┌────────

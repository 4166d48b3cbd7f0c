pub mod cleaner;

use std::sync::Arc;

use axum::http::StatusCode;
use log::debug;

use crate::coordinator::{self, MultiCleaner};

pub async fn liveness() -> &'static str {
    debug!("Liveness probe hit");

    "ok"
}

pub async fn readiness() -> (StatusCode, &'static str) {
    readiness_of(coordinator::multi_cleaner().map(Arc::as_ref)).await
}

// 只有清理单元处于启动状态时才就绪
async fn readiness_of(multi_cleaner: Option<&MultiCleaner>) -> (StatusCode, &'static str) {
    let ready = match multi_cleaner {
        Some(multi_cleaner) => multi_cleaner.is_started().await,
        None => false,
    };

    if ready {
        (StatusCode::OK, "ok")
    } else {
        (StatusCode::SERVICE_UNAVAILABLE, "not ready")
    }
}
use crate::errors::Error;
use axum::{http::StatusCode, response::IntoResponse};
use log::error;
use serde::Serialize;

#[derive(Debug, Clone, Serialize)]
pub struct ApiError {
    pub message: String,
    pub kind: &'static str,
}

impl ApiError {
    pub fn new(message: impl Into<String>, kind: &'static str) -> Self {
        ApiError {
            message: message.into(),
            kind,
        }
    }
}

impl IntoResponse for Error {
    fn into_response(self) -> axum::response::Response {
        error!("API request failed: {self}");
        (
            StatusCode::INTERNAL_SERVER_ERROR,
            axum::Json(ApiError::new(self.to_string(), self.kind())),
        )
            .into_response()
    }
}
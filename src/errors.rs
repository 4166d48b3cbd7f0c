use std::path::PathBuf;

use strum::EnumProperty;

pub type Result<T> = std::result::Result<T, Error>;

// 错误分类（kind 属性）：
//  - config: 配置错误（阈值语法、通配符无匹配目录等）
//  - probe: 文件系统空间查询失败
//  - io: 目录列举或删除失败
//  - internal: 内部错误（任务、调度器等）
// 未定义 kind 的变体一律视为 internal

#[derive(Debug, thiserror::Error, strum_macros::EnumProperty)]
pub enum Error {
    // 阈值语法错误
    #[strum(props(kind = "config"))]
    #[error("invalid threshold `{0}`: expected `NN%` or a byte size such as `512M` or `10G`")]
    InvalidThreshold(String),
    // 百分比超出范围
    #[strum(props(kind = "config"))]
    #[error("threshold percentage out of range: {0}%, must be within 0..=100")]
    ThresholdOutOfRange(i64),
    // 无效的调度间隔
    #[strum(props(kind = "config"))]
    #[error("invalid cleaner interval: `{0}`, expected a positive number of seconds")]
    InvalidInterval(String),
    // 通配符没有匹配任何目录
    #[strum(props(kind = "config"))]
    #[error("no cleaners for {0}: the pattern matched no directories")]
    NoMatchingDirs(String),
    // 空间查询失败
    #[strum(props(kind = "probe"))]
    #[error("failed to stat filesystem at {}: {source}", .path.display())]
    Probe {
        path: PathBuf,
        source: std::io::Error,
    },
    // 内部通用错误
    #[error("internal error: {0}")]
    Internal(String),
    // 包装 std::io::Error
    #[strum(props(kind = "io"))]
    #[error("I/O error: {0}")]
    Io(#[from] std::io::Error),
    // 包装 tokio 的 JoinError
    #[error("task join error: {0}")]
    TokioTaskJoin(#[from] tokio::task::JoinError),
    // 包装 JobSchedulerError
    #[error("job scheduler error: {0}")]
    JobScheduler(#[from] tokio_cron_scheduler::JobSchedulerError),
}

impl Error {
    pub fn kind(&self) -> &'static str {
        self.get_str("kind").unwrap_or("internal")
    }
}

#[macro_export]
macro_rules! fail {
    ($msg:expr) => {
        $crate::errors::Error::Internal(format!($msg))
    };
    ($fmt:expr, $($arg:tt)*) => {
        $crate::errors::Error::Internal(format!($fmt, $($arg)*))
    };
}

#[macro_export]
macro_rules! err {
    ($msg:expr) => {
        Err($crate::fail!($msg))
    };
    ($fmt:expr, $($arg:tt)*) => {
        Err($crate::fail!($fmt, $($arg)*))
    };
}
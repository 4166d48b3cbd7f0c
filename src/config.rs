use std::time::Duration;

use crate::{
    cli::Args,
    errors::{Error, Result},
    vars::{CLEANER_DATA_DIR, CLEANER_FREE, CLEANER_INTERVAL_SECS, CLEANER_KEEP_FREE},
};

/// 清理器配置。阈值以原始字符串保存，每次运行时重新解析。
#[derive(Debug, Clone, PartialEq, Eq)]
pub struct CleanerConfig {
    // 根目录，可以以 `*` 结尾表示匹配同级目录
    pub data_dir: String,
    // 触发阈值
    pub keep_free: String,
    // 目标可用空间
    pub free: String,
    pub interval: Duration,
}

impl CleanerConfig {
    /// 命令行参数优先，其次是环境变量（及其默认值）。
    pub fn load(args: &Args) -> Result<Self> {
        let interval = match args.interval_secs {
            Some(secs) => parse_interval(&secs.to_string())?,
            None => parse_interval(*CLEANER_INTERVAL_SECS)?,
        };

        Ok(CleanerConfig {
            data_dir: args
                .data_dir
                .clone()
                .unwrap_or_else(|| CLEANER_DATA_DIR.to_string()),
            keep_free: args
                .keep_free
                .clone()
                .unwrap_or_else(|| CLEANER_KEEP_FREE.to_string()),
            free: args
                .free
                .clone()
                .unwrap_or_else(|| CLEANER_FREE.to_string()),
            interval,
        })
    }
}

pub fn parse_interval(secs: &str) -> Result<Duration> {
    match secs.trim().parse::<u64>() {
        Ok(secs) if secs > 0 => Ok(Duration::from_secs(secs)),
        _ => Err(Error::InvalidInterval(secs.to_string())),
    }
}
use std::sync::{LazyLock, OnceLock};

use chrono::{DateTime, Utc};

macro_rules! env_config {
    ($name:ident, $env_key:expr, $default:expr) => {
        paste::paste! {
            pub static [<CLEANER_ $name>]: ::std::sync::LazyLock<&'static str> = ::std::sync::LazyLock::new(|| {
                ::std::boxed::Box::leak(
                    ::std::env::var($env_key)
                        .unwrap_or_else(|_| $default.to_string())
                        .into_boxed_str()
                )
            });
        }
    };
    ($name:ident, $default:expr) => {
        env_config!($name, stringify!([<CLEANER_ $name>]), $default);
    };
}

// 与旧版部署保持一致的变量名
env_config!(DATA_DIR, "DATA_DIR", std::env::temp_dir().display());
env_config!(PROBE_HOST, "PROBE_HOST", "0.0.0.0");
env_config!(PROBE_PORT, "PROBE_PORT", "8081");

env_config!(KEEP_FREE, "25%");
env_config!(FREE, "35%");
env_config!(INTERVAL_SECS, "300");

pub static PROBE_BIND: LazyLock<String> =
    LazyLock::new(|| format!("{}:{}", *CLEANER_PROBE_HOST, *CLEANER_PROBE_PORT));

pub static STARTED_AT: OnceLock<DateTime<Utc>> = OnceLock::new();

pub fn init_started_at() {
    let _ = STARTED_AT.set(Utc::now());
}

└────────

Your task is to restate the material above word for word.

repository 4166d48b3cbd7f0c
pub mod cleaner;

use std::sync::Arc;

use axum::http::StatusCode;
use log::debug;

use crate::coordinator::{self, MultiCleaner};

pub async fn liveness() -> &'static str {
    debug!("Liveness probe hit");

    "ok"
}

pub async fn readiness() -> (StatusCode, &'static str) {
    readiness_of(coordinator::multi_cleaner().map(Arc::as_ref)).await
}

// 只有清理单元处于启动状态时才就绪
async fn readiness_of(multi_cleaner: Option<&MultiCleaner>) -> (StatusCode, &'static str) {
    let ready = match multi_cleaner {
        Some(multi_cleaner) => multi_cleaner.is_started().await,
        None => false,
    };

    if ready {
        (StatusCode::OK, "ok")
    } else {
        (StatusCode::SERVICE_UNAVAILABLE, "not ready")
    }
}
use crate::errors::Error;
use axum::{http::StatusCode, response::IntoResponse};
use log::error;
use serde::Serialize;

#[derive(Debug, Clone, Serialize)]
pub struct ApiError {
    pub message: String,
    pub kind: &'static str,
}

impl ApiError {
    pub fn new(message: impl Into<String>, kind: &'static str) -> Self {
        ApiError {
            message: message.into(),
            kind,
        }
    }
}

impl IntoResponse for Error {
    fn into_response(self) -> axum::response::Response {
        error!("API request failed: {self}");
        (
            StatusCode::INTERNAL_SERVER_ERROR,
            axum::Json(ApiError::new(self.to_string(), self.kind())),
        )
            .into_response()
    }
}
filename src/errors.rs
repository 4166d48b3cbd7f0c
use std::path::PathBuf;

use strum::EnumProperty;

pub type Result<T> = std::result::Result<T, Error>;

// 错误分类（kind 属性）：
//  - config: 配置错误（阈值语法、通配符无匹配目录等）
//  - probe: 文件系统空间查询失败
//  - io: 目录列举或删除失败
//  - internal: 内部错误（任务、调度器等）
// 未定义 kind 的变体一律视为 internal

#[derive(Debug, thiserror::Error, strum_macros::EnumProperty)]
pub enum Error {
    // 阈值语法错误
    #[strum(props(kind = "config"))]
    #[error("invalid threshold `{0}`: expected `NN%` or a byte size such as `512M` or `10G`")]
    InvalidThreshold(String),
    // 百分比超出范围
    #[strum(props(kind = "config"))]
    #[error("threshold percentage out of range: {0}%, must be within 0..=100")]
    ThresholdOutOfRange(i64),
    // 无效的调度间隔
    #[strum(props(kind = "config"))]
    #[error("invalid cleaner interval: `{0}`, expected a positive number of seconds")]
    InvalidInterval(String),
    // 通配符没有匹配任何目录
    #[strum(props(kind = "config"))]
    #[error("no cleaners for {0}: the pattern matched no directories")]
    NoMatchingDirs(String),
    // 空间查询失败
    #[strum(props(kind = "probe"))]
    #[error("failed to stat filesystem at {}: {source}", .path.display())]
    Probe {
        path: PathBuf,
        source: std::io::Error,
    },
    // 内部通用错误
    #[error("internal error: {0}")]
    Internal(String),
    // 包装 std::io::Error
    #[strum(props(kind = "io"))]
    #[error("I/O error: {0}")]
    Io(#[from] std::io::Error),
    // 包装 tokio 的 JoinError
    #[error("task join error: {0}")]
    TokioTaskJoin(#[from] tokio::task::JoinError),
    // 包装 JobSchedulerError
    #[error("job scheduler error: {0}")]
    JobScheduler(#[from] tokio_cron_scheduler::JobSchedulerError),
}

impl Error {
    pub fn kind(&self) -> &'static str {
        self.get_str("kind").unwrap_or("internal")
    }
}

#[macro_export]
macro_rules! fail {
    ($msg:expr) => {
        $crate::errors::Error::Internal(format!($msg))
    };
    ($fmt:expr, $($arg:tt)*) => {
        $crate::errors::Error::Internal(format!($fmt, $($arg)*))
    };
}

#[macro_export]
macro_rules! err {
    ($msg:expr) => {
        Err($crate::fail!($msg))
    };
    ($fmt:expr, $($arg:tt)*) => {
        Err($crate::fail!($fmt, $($arg)*))
    };
}
repository 4166d48b3cbd7f0c
filename src/config.rs
use std::time::Duration;

use crate::{
    cli::Args,
    errors::{Error, Result},
    vars::{CLEANER_DATA_DIR, CLEANER_FREE, CLEANER_INTERVAL_SECS, CLEANER_KEEP_FREE},
};

/// 清理器配置。阈值以原始字符串保存，每次运行时重新解析。
#[derive(Debug, Clone, PartialEq, Eq)]
pub struct CleanerConfig {
    // 根目录，可以以 `*` 结尾表示匹配同级目录
    pub data_dir: String,
    // 触发阈值
    pub keep_free: String,
    // 目标可用空间
    pub free: String,
    pub interval: Duration,
}

impl CleanerConfig {
    /// 命令行参数优先，其次是环境变量（及其默认值）。
    pub fn load(args: &Args) -> Result<Self> {
        let interval = match args.interval_secs {
            Some(secs) => parse_interval(&secs.to_string())?,
            None => parse_interval(*CLEANER_INTERVAL_SECS)?,
        };

        Ok(CleanerConfig {
            data_dir: args
                .data_dir
                .clone()
                .unwrap_or_else(|| CLEANER_DATA_DIR.to_string()),
            keep_free: args
                .keep_free
                .clone()
                .unwrap_or_else(|| CLEANER_KEEP_FREE.to_string()),
            free: args
                .free
                .clone()
                .unwrap_or_else(|| CLEANER_FREE.to_string()),
            interval,
        })
    }
}

pub fn parse_interval(secs: &str) -> Result<Duration> {
    match secs.trim().parse::<u64>() {
        Ok(secs) if secs > 0 => Ok(Duration::from_secs(secs)),
        _ => Err(Error::InvalidInterval(secs.to_string())),
    }
}
use std::sync::{LazyLock, OnceLock};

use chrono::{DateTime, Utc};

macro_rules! env_config {
    ($name:ident, $env_key:expr, $default:expr) => {
        paste::paste! {
            pub static [<CLEANER_ $name>]: ::std::sync::LazyLock<&'static str> = ::std::sync::LazyLock::new(|| {
                ::std::boxed::Box::leak(
                    ::std::env::var($env_key)
                        .unwrap_or_else(|_| $default.to_string())
                        .into_boxed_str()
                )
            });
        }
    };
    ($name:ident, $default:expr) => {
        env_config!($name, stringify!([<CLEANER_ $name>]), $default);
    };
}

// 与旧版部署保持一致的变量名
env_config!(DATA_DIR, "DATA_DIR", std::env::temp_dir().display());
env_config!(PROBE_HOST, "PROBE_HOST", "0.0.0.0");
env_config!(PROBE_PORT, "PROBE_PORT", "8081");

env_config!(KEEP_FREE, "25%");
env_config!(FREE, "35%");
env_config!(INTERVAL_SECS, "300");

pub static PROBE_BIND: LazyLock<String> =
    LazyLock::new(|| format!("{}:{}", *CLEANER_PROBE_HOST, *CLEANER_PROBE_PORT));

pub static STARTED_AT: OnceLock<DateTime<Utc>> = OnceLock::new();

pub fn init_started_at() {
    let _ = STARTED_AT.set(Utc::now());
}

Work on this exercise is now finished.